For (4), we can reverse the above steps and expand ${\|f\|_{U^{k+1}(G)}^{2^{k+1}}}$ as

$\displaystyle \mathop{\bf E}_{h_1,\dots,h_k \in G} |\mathop{\bf E}_{x \in G} \Delta_{h_k} \dots \Delta_{h_1} f(x)|^2$

which we can write as

$\displaystyle |\mathop{\bf E}_{h_1,\dots,h_k \in G} b(h_1,\dots,h_k) \mathop{\bf E}_{x \in G} \Delta_{h_k} \dots \Delta_{h_1} f(x)|$

for some ${1}$-bounded function ${b}$. This can in turn be expanded as

$\displaystyle |\mathop{\bf E}_{h_1,\dots,h_k,x \in G} f(x+h_1+\dots+h_k) b(h_1,\dots,h_k) \prod_{i=1}^k b_i(x,h_1,\dots,h_k)|$

for some ${1}$-bounded functions ${b_i}$ that do not depend on ${h_i}$. By Example 4, this can be written as

$\displaystyle \| f({\bf x} + {\bf h_1}+\dots+{\bf h}_k) b({\bf h}_1,\dots,{\bf h}_k) \prod_{i=1}^k b_i(x,h_1,\dots,h_k) \|_{\mathrm{CUT}(; {\bf h}_1,\dots,{\bf h}_k, {\bf x})}$

which by several applications of Theorem 5(iii) and then Theorem 5(iv) can be bounded by

$\displaystyle \| f({\bf x} + {\bf h_1}+\dots+{\bf h}_k) \|_{\mathrm{CUT}( {\bf h}_1,\dots,{\bf h}_k, {\bf x})},$

giving (4).

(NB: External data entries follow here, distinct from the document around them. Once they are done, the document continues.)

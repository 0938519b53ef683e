use super::prelude::*;

#[derive(Default)]
pub struct FavoriteMutations;

#[Object]
impl FavoriteMutations {
    /// Mark a work as a favorite of the current user. Returns the work id.
    async fn add_favorite(&self, ctx: &Context<'_>, id: i64) -> Result<i64> {
        let actor = ctx.actor().await?;
        let favorites = ctx.data_unchecked::<Arc<FavoritesService>>();

        favorites
            .add_favorite(&actor, id)
            .await
            .map_err(|e| e.extend())
    }

    /// Unmark a work. Returns the work id even if it was not marked.
    async fn remove_favorite(&self, ctx: &Context<'_>, id: i64) -> Result<i64> {
        let actor = ctx.actor().await?;
        let favorites = ctx.data_unchecked::<Arc<FavoritesService>>();

        favorites
            .remove_favorite(&actor, id)
            .await
            .map_err(|e| e.extend())
    }
}
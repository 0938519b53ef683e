//! Health check endpoints

use axum::extract::State;
use axum::http::StatusCode;
use axum::{Json, Router, routing::get};
use serde::Serialize;

use crate::AppState;

#[derive(Serialize)]
pub struct HealthResponse {
    pub status: &'static str,
    pub version: &'static str,
}

#[derive(Serialize)]
pub struct ReadyResponse {
    pub ready: bool,
    pub database: bool,
}

/// Liveness: OK whenever the server is running
async fn healthz() -> Json<HealthResponse> {
    Json(HealthResponse {
        status: "healthy",
        version: env!("CARGO_PKG_VERSION"),
    })
}

/// Readiness: 503 until the database answers
async fn readyz(State(state): State<AppState>) -> (StatusCode, Json<ReadyResponse>) {
    let database = match sqlx::query("SELECT 1").execute(state.db.pool()).await {
        Ok(_) => true,
        Err(e) => {
            tracing::warn!(error = %e, "Readiness check failed");
            false
        }
    };

    let status = if database {
        StatusCode::OK
    } else {
        StatusCode::SERVICE_UNAVAILABLE
    };

    (
        status,
        Json(ReadyResponse {
            ready: database,
            database,
        }),
    )
}

pub fn router() -> Router<AppState> {
    Router::new()
        .route("/healthz", get(healthz))
        .route("/readyz", get(readyz))
}
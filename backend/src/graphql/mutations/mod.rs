pub mod auth;
pub mod categories;
pub mod favorites;
pub mod works;

pub use auth::AuthMutations;
pub use categories::CategoryMutations;
pub use favorites::FavoriteMutations;
pub use works::WorkMutations;

pub(crate) mod prelude {
    pub(crate) use std::sync::Arc;

    pub(crate) use async_graphql::{Context, ErrorExtensions, Object, Result};

    pub(crate) use crate::graphql::auth::AuthExt;
    pub(crate) use crate::graphql::types::*;
    pub(crate) use crate::services::{AuthService, CatalogService, FavoritesService};
}
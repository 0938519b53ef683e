//! Favorite database repository

use anyhow::Result;
use async_trait::async_trait;
use sqlx::{QueryBuilder, Sqlite, SqliteConnection, SqlitePool};

use super::pagination::{Keyed, Page, PageRequest, PageSource, Window, paginate};

/// A user's favorite mark on a work
#[derive(Debug, Clone, PartialEq, Eq, sqlx::FromRow)]
pub struct FavoriteRecord {
    pub id: i64,
    pub user_id: i64,
    pub work_id: i64,
}

impl Keyed for FavoriteRecord {
    fn key(&self) -> i64 {
        self.id
    }
}

/// Favorites owned by one user
struct OwnedFavorites<'a> {
    pool: &'a SqlitePool,
    user_id: i64,
}

#[async_trait]
impl PageSource for OwnedFavorites<'_> {
    type Item = FavoriteRecord;

    async fn fetch_window(&self, window: &Window) -> Result<Vec<FavoriteRecord>> {
        let mut qb =
            QueryBuilder::<Sqlite>::new("SELECT id, user_id, work_id FROM favorites WHERE user_id = ");
        qb.push_bind(self.user_id);
        window.push_sql(&mut qb, "id");

        let records = qb
            .build_query_as::<FavoriteRecord>()
            .fetch_all(self.pool)
            .await?;

        Ok(records)
    }
}

pub struct FavoriteRepository {
    pool: SqlitePool,
}

impl FavoriteRepository {
    pub fn new(pool: SqlitePool) -> Self {
        Self { pool }
    }

    /// List a user's favorites, most recently added first
    pub async fn page_for_user(
        &self,
        user_id: i64,
        request: PageRequest,
        page_size: i64,
    ) -> Result<Page<FavoriteRecord>> {
        let source = OwnedFavorites {
            pool: &self.pool,
            user_id,
        };
        paginate(&source, request, page_size).await
    }

    /// Whether the user already marked the work
    pub async fn exists(&self, user_id: i64, work_id: i64) -> Result<bool> {
        let found: Option<i64> =
            sqlx::query_scalar("SELECT id FROM favorites WHERE user_id = ? AND work_id = ?")
                .bind(user_id)
                .bind(work_id)
                .fetch_optional(&self.pool)
                .await?;

        Ok(found.is_some())
    }

    /// Mark a work inside an open transaction.
    /// Fails with a unique violation when the pair already exists.
    pub async fn create_in(
        conn: &mut SqliteConnection,
        user_id: i64,
        work_id: i64,
    ) -> Result<FavoriteRecord> {
        let record = sqlx::query_as::<_, FavoriteRecord>(
            r#"
            INSERT INTO favorites (user_id, work_id)
            VALUES (?, ?)
            RETURNING id, user_id, work_id
            "#,
        )
        .bind(user_id)
        .bind(work_id)
        .fetch_one(&mut *conn)
        .await?;

        Ok(record)
    }

    /// Remove a user's mark. Returns whether anything was removed.
    pub async fn delete(&self, user_id: i64, work_id: i64) -> Result<bool> {
        let result = sqlx::query("DELETE FROM favorites WHERE user_id = ? AND work_id = ?")
            .bind(user_id)
            .bind(work_id)
            .execute(&self.pool)
            .await?;

        Ok(result.rows_affected() > 0)
    }

    /// Remove every mark on a work inside an open transaction
    pub async fn delete_for_work_in(conn: &mut SqliteConnection, work_id: i64) -> Result<u64> {
        let result = sqlx::query("DELETE FROM favorites WHERE work_id = ?")
            .bind(work_id)
            .execute(&mut *conn)
            .await?;

        Ok(result.rows_affected())
    }
}
//! On-disk storage for uploaded model and cover files
//!
//! Uploads are written under a fresh UUID v4 name in the directory for their
//! kind and served back verbatim by the static routes.

use std::path::{Path, PathBuf};

use anyhow::{Context, Result};
use tokio::fs;
use tokio::io::{AsyncRead, AsyncWriteExt};
use uuid::Uuid;

#[derive(Debug, Clone, Copy, PartialEq, Eq)]
pub enum FileKind {
    Model,
    Cover,
}

impl FileKind {
    pub fn as_str(&self) -> &'static str {
        match self {
            FileKind::Model => "model",
            FileKind::Cover => "cover",
        }
    }
}

/// Whether `name` refers to a file directly inside a storage directory
pub fn is_plain_filename(name: &str) -> bool {
    !name.is_empty()
        && name != "."
        && name != ".."
        && !name.contains(['/', '\\', '\0'])
}

#[derive(Debug, Clone)]
pub struct UploadStorage {
    model_dir: PathBuf,
    cover_dir: PathBuf,
}

impl UploadStorage {
    pub fn new(model_dir: impl Into<PathBuf>, cover_dir: impl Into<PathBuf>) -> Self {
        Self {
            model_dir: model_dir.into(),
            cover_dir: cover_dir.into(),
        }
    }

    pub fn dir(&self, kind: FileKind) -> &Path {
        match kind {
            FileKind::Model => &self.model_dir,
            FileKind::Cover => &self.cover_dir,
        }
    }

    /// Create both storage directories if they are missing
    pub async fn ensure_dirs(&self) -> Result<()> {
        for dir in [&self.model_dir, &self.cover_dir] {
            fs::create_dir_all(dir)
                .await
                .with_context(|| format!("Failed to create upload directory {}", dir.display()))?;
        }
        Ok(())
    }

    /// Stream `reader` into a new file and return its generated name.
    /// A partially written file is removed on failure.
    pub async fn store<R>(&self, kind: FileKind, reader: &mut R) -> Result<String>
    where
        R: AsyncRead + Unpin + ?Sized,
    {
        let filename = Uuid::new_v4().to_string();
        let path = self.dir(kind).join(&filename);

        let written = async {
            let mut file = fs::File::create(&path)
                .await
                .with_context(|| format!("Failed to create {}", path.display()))?;
            let bytes = tokio::io::copy(reader, &mut file)
                .await
                .with_context(|| format!("Failed to write {}", path.display()))?;
            file.flush().await?;
            anyhow::Ok(bytes)
        }
        .await;

        match written {
            Ok(bytes) => {
                tracing::debug!(kind = kind.as_str(), filename = %filename, bytes, "Stored upload");
                Ok(filename)
            }
            Err(e) => {
                let _ = fs::remove_file(&path).await;
                Err(e)
            }
        }
    }

    /// Whether a stored file called `filename` exists. Names that are not
    /// plain file names never exist.
    pub async fn exists(&self, kind: FileKind, filename: &str) -> Result<bool> {
        if !is_plain_filename(filename) {
            return Ok(false);
        }

        match fs::metadata(self.dir(kind).join(filename)).await {
            Ok(meta) => Ok(meta.is_file()),
            Err(e) if e.kind() == std::io::ErrorKind::NotFound => Ok(false),
            Err(e) => Err(e.into()),
        }
    }

    /// Remove a stored file. Missing files are ignored.
    pub async fn remove(&self, kind: FileKind, filename: &str) -> Result<()> {
        if !is_plain_filename(filename) {
            return Ok(());
        }

        match fs::remove_file(self.dir(kind).join(filename)).await {
            Ok(()) => Ok(()),
            Err(e) if e.kind() == std::io::ErrorKind::NotFound => Ok(()),
            Err(e) => Err(e.into()),
        }
    }
}
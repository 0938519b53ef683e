use super::prelude::*;

#[derive(Default)]
pub struct WorkMutations;

#[Object]
impl WorkMutations {
    /// Create a work (superuser)
    async fn create_work(&self, ctx: &Context<'_>, input: Option<WorkInput>) -> Result<Work> {
        let draft = WorkInput::into_draft(input, ctx)?;
        let su = ctx.superuser().await?;
        let catalog = ctx.data_unchecked::<Arc<CatalogService>>();

        let record = catalog
            .create_work(&su, draft)
            .await
            .map_err(|e| e.extend())?;
        Ok(Work::from(record))
    }

    /// Replace every field of a work (superuser)
    async fn update_work(
        &self,
        ctx: &Context<'_>,
        id: i64,
        input: Option<WorkInput>,
    ) -> Result<Work> {
        let draft = WorkInput::into_draft(input, ctx)?;
        let su = ctx.superuser().await?;
        let catalog = ctx.data_unchecked::<Arc<CatalogService>>();

        let record = catalog
            .update_work(&su, id, draft)
            .await
            .map_err(|e| e.extend())?;
        Ok(Work::from(record))
    }

    /// Delete a work and every favorite of it (superuser). Returns the id.
    async fn delete_work(&self, ctx: &Context<'_>, id: i64) -> Result<i64> {
        let su = ctx.superuser().await?;
        let catalog = ctx.data_unchecked::<Arc<CatalogService>>();

        catalog.delete_work(&su, id).await.map_err(|e| e.extend())
    }
}
pub mod categories;
pub mod favorites;
pub mod user;
pub mod works;

pub use categories::CategoryQueries;
pub use favorites::FavoriteQueries;
pub use user::UserQueries;
pub use works::WorkQueries;

pub(crate) mod prelude {
    pub(crate) use std::sync::Arc;

    pub(crate) use async_graphql::{Context, ErrorExtensions, Object, Result};

    pub(crate) use crate::db::PageRequest;
    pub(crate) use crate::graphql::auth::AuthExt;
    pub(crate) use crate::graphql::types::*;
    pub(crate) use crate::services::{CatalogService, FavoritesService};
}
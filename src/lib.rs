//! codeloop: self-correcting code synthesis against an execution sandbox.
//!
//! An LLM writes a test suite for a coding problem, a second pass reviews
//! it, a third writes the candidate solution, and an external sandbox runs
//! the candidate against both the problem's example tests and the AI
//! suite. Failures feed back into regeneration until the candidate passes
//! or the attempt caps are spent.

// Core modules
pub mod agents;
pub mod cli;
pub mod error;
pub mod execution;
pub mod llm;
pub mod problem;
pub mod prompts;
pub mod session;
pub mod utils;
pub mod workflow;

// Re-export commonly used error types
pub use error::{LlmError, ProblemError};
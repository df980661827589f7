//! Error types for codeloop operations.
//!
//! Defines error types for the subsystems that surface typed failures:
//! - Problem specification loading (the only error allowed to abort a session)
//! - LLM API interactions
//!
//! Sandbox failures are deliberately not represented here: the execution
//! client folds every failure mode into an `ExecutionResult` so the workflow
//! can route on it instead of aborting.

use thiserror::Error;

/// Errors that can occur while loading a problem specification.
#[derive(Debug, Error)]
pub enum ProblemError {
    #[error("Problem path '{0}' is not a directory")]
    NotADirectory(String),

    #[error("Problem file '{0}' not found")]
    MissingFile(String),

    #[error("Problem file '{file}' is {size} bytes, exceeding the {limit}-byte limit")]
    FieldTooLarge {
        file: String,
        size: usize,
        limit: usize,
    },

    #[error("Problem field '{0}' is empty")]
    EmptyField(String),

    #[error("IO error: {0}")]
    Io(#[from] std::io::Error),
}

/// Errors that can occur during LLM operations.
#[derive(Debug, Error)]
pub enum LlmError {
    #[error("Missing API key: OPENAI_API_KEY environment variable not set")]
    MissingApiKey,

    #[error("HTTP request failed: {0}")]
    RequestFailed(String),

    #[error("Failed to parse LLM response: {0}")]
    ParseError(String),

    #[error("Rate limited: {0}")]
    RateLimited(String),

    #[error("API error ({code}): {message}")]
    ApiError { code: u16, message: String },
}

A similar argument gives (5). $\Box$

Now we can prove Proposition 1. We begin with part (i). By permutation we may assume ${i=k}$, then by translation we may assume ${a_k=0}$. Replacing ${x}$ by ${x+h_1+\dots+h_{k-1}}$ and ${h}$ by ${h - a_1^{-1} h_1 - \dots - a_{k-1}^{-1} h_{k-1}}$, we can write the left-hand side of (1) as

$\displaystyle \mathop{\bf E}_{x,h,h_1,\dots,h_{k-1} \in G} f_k(x+h_1+\dots+h_{k-1}) \prod_{i=1}^{k-1} b_i(x,h,h_1,\dots,h_{k-1})$

where

$\displaystyle b_i(x,h,h_1,\dots,h_{k-1})$

$\displaystyle := f_i( x + h_1+\dots+h_{k-1}+ a_i(h - a_1^{-1} h_1 - \dots - a_k^{-1} h_{k-1}))$

is a ${1}$-bounded function that does not depend on ${h_i}$. Taking ${{\bf x}, {\bf h}, {\bf h}_1,\dots,{\bf h}_k}$ to be independent random variables drawn uniformly from ${G}$, the left-hand side of (1) can then be written as

$\displaystyle \mathop{\bf E} f_k({\bf x}+{\bf h}_1+\dots+{\bf h}_{k-1}) \prod_{i=1}^{k-1} b_i({\bf x},{\bf h},{\bf h}_1,\dots,{\bf h}_{k-1})$

which by Example 4 is bounded in magnitude by

$\displaystyle \| f_k({\bf x}+{\bf h}_1+\dots+{\bf h}_{k-1}) \prod_{i=1}^{k-1} b_i({\bf x},{\bf h},{\bf h}_1,\dots,{\bf h}_{k-1}) \|_{\mathrm{CUT}(; {\bf h}_1,\dots,{\bf h}_{k-1}, {\bf x}, {\bf h})}.$

After many applications of Lemma 5(iii), (iv), this is bounded by

$\displaystyle \| f_k({\bf x}+{\bf h_1}+\dots+{\bf h_{k-1}}) \|_{\mathrm{CUT}({\bf h}_1,\dots,{\bf h}_{k-1}; {\bf x}, {\bf h})}$

By Lemma 5(ii) we may drop the ${{\bf h}}$ variable, and then the claim follows from Lemma 6.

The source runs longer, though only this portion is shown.